Henrika Wickström, Researcher, Åbo Akademi University, Finland.
In recent years, additive approaches to the manufacture of medicines have become more popular, offering companies the opportunity to develop flexible and tailored dosage forms that better meet patient needs. And while 3D and 4D printing are exciting avenues for the industry to further explore, stencil printing has thus far been overlooked.
Stencil printing refers to a low-cost, high-throughput printing technique that is used across various industries to produce everything from electronics to artwork – but it has not yet found its way into the pharma industry. In stencil printing, ink is transferred onto a substrate through a series of apertures in a printing plate. And, just like the stencils used by kids, the apertures determine the pattern and design of the printed product.
The test case
With an increasing focus on patient-centricity, companies must consider the best dosage form for the target population. When it comes to patients who struggle to swallow regular tablets, such as children and the elderly, orodispersible films represent an interesting option for the administration of low dose drugs – and a good test case for stencil printing. In a proof-of-concept study, my colleagues and I explored whether stencil printing could be used to manufacture the antipsychotic haloperidol in an orodispersible disc formulation suitable for children aged between 6 and 17. We also investigated whether the printing technique would lend itself to a decentralized manufacturing model that enabled production of medicines in close proximity to patients. Pharmacies and hospitals, in particular, would benefit from this approach as medicine could printed as and when needed – addressing potential deficits in product supply and giving them capacity to tailor doses to patients. Our findings supported this idea.
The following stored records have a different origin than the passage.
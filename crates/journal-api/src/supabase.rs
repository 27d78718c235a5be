//! Pass-through client for the Supabase GoTrue auth API.
//!
//! The API never stores credentials or sessions; it forwards them and maps
//! provider responses onto the shared session DTOs.

use std::sync::Arc;

use journal_core::contract::{AuthUserDto, SessionDto};
use reqwest::{RequestBuilder, StatusCode};
use serde::Deserialize;

use crate::auth::sanitize;
use crate::config::AppConfig;
use crate::error::AppError;

#[derive(Debug, Clone, PartialEq, Eq)]
pub enum SignUpOutcome {
    SignedIn(SessionDto),
    ConfirmationRequired,
}

#[derive(Clone)]
pub struct GoTrueClient {
    auth_url: String,
    anon_key: String,
    client: reqwest::Client,
}

impl GoTrueClient {
    pub fn new(config: &Arc<AppConfig>, client: reqwest::Client) -> Self {
        Self {
            auth_url: format!("{}/auth/v1", config.supabase_url.trim_end_matches('/')),
            anon_key: config.supabase_anon_key.clone(),
            client,
        }
    }

    pub async fn sign_up(&self, email: &str, password: &str) -> Result<SignUpOutcome, AppError> {
        let payload = serde_json::json!({ "email": email, "password": password });
        let request = self.public_request(
            self.client
                .post(format!("{}/signup", self.auth_url))
                .json(&payload),
        );
        let response = self.send_auth_request(request).await?;
        Ok(match response.into_session()? {
            Some(session) => SignUpOutcome::SignedIn(session),
            None => SignUpOutcome::ConfirmationRequired,
        })
    }

    pub async fn sign_in(&self, email: &str, password: &str) -> Result<SessionDto, AppError> {
        let payload = serde_json::json!({ "email": email, "password": password });
        let request = self.public_request(
            self.client
                .post(format!("{}/token", self.auth_url))
                .query(&[("grant_type", "password")])
                .json(&payload),
        );

        let response = match self.send_auth_request(request).await {
            // GoTrue reports bad credentials as 400 `invalid_grant`.
            Err(AppError::Validation(_)) => {
                return Err(AppError::unauthorized("Invalid email or password"));
            }
            other => other?,
        };
        response
            .into_session()?
            .ok_or_else(|| AppError::external("Sign-in response did not include a session"))
    }

    pub async fn sign_out(&self, access_token: &str) -> Result<(), AppError> {
        let request = self
            .client
            .post(format!("{}/logout", self.auth_url))
            .header("apikey", &self.anon_key)
            .bearer_auth(access_token);

        let response = request.send().await.map_err(transport_error)?;
        // An already revoked session is as good as a successful logout.
        if response.status().is_success() || response.status() == StatusCode::UNAUTHORIZED {
            return Ok(());
        }
        let status = response.status();
        let body = response.text().await.unwrap_or_default();
        Err(provider_error(status, &body))
    }

    /// Ask the provider to send a password-reset email.
    pub async fn recover(&self, email: &str, redirect_to: Option<&str>) -> Result<(), AppError> {
        let mut request = self
            .client
            .post(format!("{}/recover", self.auth_url))
            .json(&serde_json::json!({ "email": email }));
        if let Some(redirect_to) = redirect_to {
            request = request.query(&[("redirect_to", redirect_to)]);
        }

        let response = self
            .public_request(request)
            .send()
            .await
            .map_err(transport_error)?;
        if response.status().is_success() {
            return Ok(());
        }
        let status = response.status();
        let body = response.text().await.unwrap_or_default();
        Err(provider_error(status, &body))
    }

    fn public_request(&self, request: RequestBuilder) -> RequestBuilder {
        request
            .header("apikey", &self.anon_key)
            .header("Authorization", format!("Bearer {}", self.anon_key))
    }

    async fn send_auth_request(
        &self,
        request: RequestBuilder,
    ) -> Result<GoTrueAuthResponse, AppError> {
        let response = request.send().await.map_err(transport_error)?;
        if !response.status().is_success() {
            let status = response.status();
            let body = response.text().await.unwrap_or_default();
            return Err(provider_error(status, &body));
        }
        response.json::<GoTrueAuthResponse>().await.map_err(|error| {
            AppError::external(format!("Auth response parse failed: {}", sanitize(&error)))
        })
    }
}

fn transport_error(error: reqwest::Error) -> AppError {
    AppError::external(format!("Auth provider request failed: {}", sanitize(&error)))
}

/// Client mistakes stay 4xx; provider faults become 502.
fn provider_error(status: StatusCode, body: &str) -> AppError {
    let message = parse_api_error(status, body);
    match status {
        StatusCode::UNAUTHORIZED | StatusCode::FORBIDDEN => AppError::unauthorized(message),
        StatusCode::TOO_MANY_REQUESTS => AppError::too_many_requests(message, 60),
        status if status.is_client_error() => AppError::validation(message),
        _ => AppError::external(message),
    }
}

#[derive(Debug, Deserialize)]
struct GoTrueAuthResponse {
    access_token: Option<String>,
    refresh_token: Option<String>,
    expires_at: Option<i64>,
    expires_in: Option<i64>,
    user: Option<GoTrueUser>,
    session: Option<GoTrueSession>,
    /// Present when sign-up returns the bare user awaiting confirmation
    id: Option<String>,
    email: Option<String>,
}

impl GoTrueAuthResponse {
    fn into_session(self) -> Result<Option<SessionDto>, AppError> {
        let nested = self.session;
        let access_token = self
            .access_token
            .or_else(|| nested.as_ref().and_then(|session| session.access_token.clone()));
        let refresh_token = self
            .refresh_token
            .or_else(|| nested.as_ref().and_then(|session| session.refresh_token.clone()));
        let expires_at = self
            .expires_at
            .or_else(|| nested.as_ref().and_then(|session| session.expires_at))
            .or_else(|| {
                self.expires_in
                    .or_else(|| nested.as_ref().and_then(|session| session.expires_in))
                    .map(|expires_in| {
                        journal_core::util::unix_timestamp_now().saturating_add(expires_in)
                    })
            });
        let bare_user = self.id.map(|id| GoTrueUser {
            id,
            email: self.email,
        });
        let user = self
            .user
            .or_else(|| nested.and_then(|session| session.user))
            .or(bare_user)
            .map(|user| AuthUserDto {
                id: user.id,
                email: user.email,
            });

        match (access_token, refresh_token, expires_at, user) {
            (Some(access_token), Some(refresh_token), Some(expires_at), Some(user)) => {
                Ok(Some(SessionDto {
                    access_token,
                    refresh_token,
                    expires_at,
                    user,
                }))
            }
            (None, None, None, Some(_)) => Ok(None),
            _ => Err(AppError::external(
                "Auth response did not include enough session fields",
            )),
        }
    }
}

#[derive(Debug, Deserialize)]
struct GoTrueSession {
    access_token: Option<String>,
    refresh_token: Option<String>,
    expires_at: Option<i64>,
    expires_in: Option<i64>,
    user: Option<GoTrueUser>,
}

#[derive(Debug, Deserialize)]
struct GoTrueUser {
    id: String,
    email: Option<String>,
}

#[derive(Debug, Deserialize)]
struct GoTrueErrorResponse {
    error: Option<String>,
    error_description: Option<String>,
    message: Option<String>,
    msg: Option<String>,
}

fn parse_api_error(status: StatusCode, body: &str) -> String {
    if let Ok(payload) = serde_json::from_str::<GoTrueErrorResponse>(body) {
        if let Some(message) = payload
            .message
            .or(payload.msg)
            .or(payload.error_description)
            .or(payload.error)
        {
            return format!("{} ({})", message.trim(), status.as_u16());
        }
    }

    let trimmed = journal_core::util::compact_text(body);
    if trimmed.is_empty() {
        format!("HTTP {}", status.as_u16())
    } else {
        format!("{} ({})", trimmed, status.as_u16())
    }
}
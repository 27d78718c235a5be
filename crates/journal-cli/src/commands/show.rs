use crate::client::JournalBackend;
use crate::commands::common::{format_entry_detail, parse_entry_id};
use crate::error::CliError;
use crate::store::JournalStore;

pub async fn run_show<B: JournalBackend>(store: &JournalStore<B>, id: &str) -> Result<(), CliError> {
    let id = parse_entry_id(id)?;
    let entry = store.fetch_entry(&id).await?;
    println!("{}", format_entry_detail(&entry));
    Ok(())
}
First, we designed a prototype flatbed printer that allowed us to produce orodispersible discs in a batch-wise manner. And then we turned our attention to the development of the API-containing ink – a significant hurdle for manufacturers looking into additive technologies. Indeed, we spent considerable time determining how the physicochemical properties of the API and its dispersion through the ink affected viscosity and therefore printing performance. Throughout the ink development process, we had to conduct a series of tests to assess i) the viscosity of the ink, ii) how well the liquid portion of the ink could adhere to the substrate used, iii) the removal of the dried film from the substrate and iv) if the binders and solvents would allow the ink to dry quickly enough to prevent delays to the overall production process.
Figure 1. Stencil printing plate (top) and print result (right) of a flatbed process (left)
Success?
We were able to print our haloperidol-containing ink to produce final dosage forms that varied in strength between 0.5 mg and 2.5 mg of API, making them suitable for the treatment of children across the target age range. And, I must admit, we were excited by the results – they proved to us that stencil printing has the potential to be used as a pharmaceutical manufacturing technique. At the same time, we know we have to maintain a sense of realism about the technology. Though we were able to create a range of flexible dose forms with our stencil printer, the formulation of inks containing other relevant APIs is still a challenge.
We also acknowledge that we could optimize our drying times by adjusting the solvent composition and amount. It would also be interesting to study crystalline, pasty inks for stencil printing to evaluate the printability of another type of ink formulation.
The future
In short, our study established that stencil printing can be used successfully to manufacture orodispersible medicines, and we’ve already identified some technical areas for improvement. Next, we – and the wider pharmaceutical community – must answer additional questions to ensure the suitability and viability of stencil printing in commercial production; in particular, how can this technology be adapted to meet GMP requirements? Is it possible to develop an automated stencil printer with its own drug-containing ink supply? Can stencils be reused without compromising the integrity of drug products?
As with any technology, we must remember that different additive manufacturing techniques have unique strengths and weaknesses; though stencil printing was shown to be effective in this particular instance, another technology may be better suited to the development of other dosage forms. In-line quality control methods will need to be developed to ensure the quality of stencil printed products at various dose strengths. It will also be important to assess the benefit to patients versus the cost of production. I think it will be interesting observe the interplay between health professionals and those who develop specialist printing technologies over the coming years.
But in my opinion, there is a place in the pharmaceutical industry for a variety of additive manufacturing technologies, including stencil printing. They work well alongside more conventional manufacturing techniques, allowing companies to flexibly produce more niche products. With a broader range of manufacturing options, companies will be better equipped for their pursuit of patient-centric drug formulations.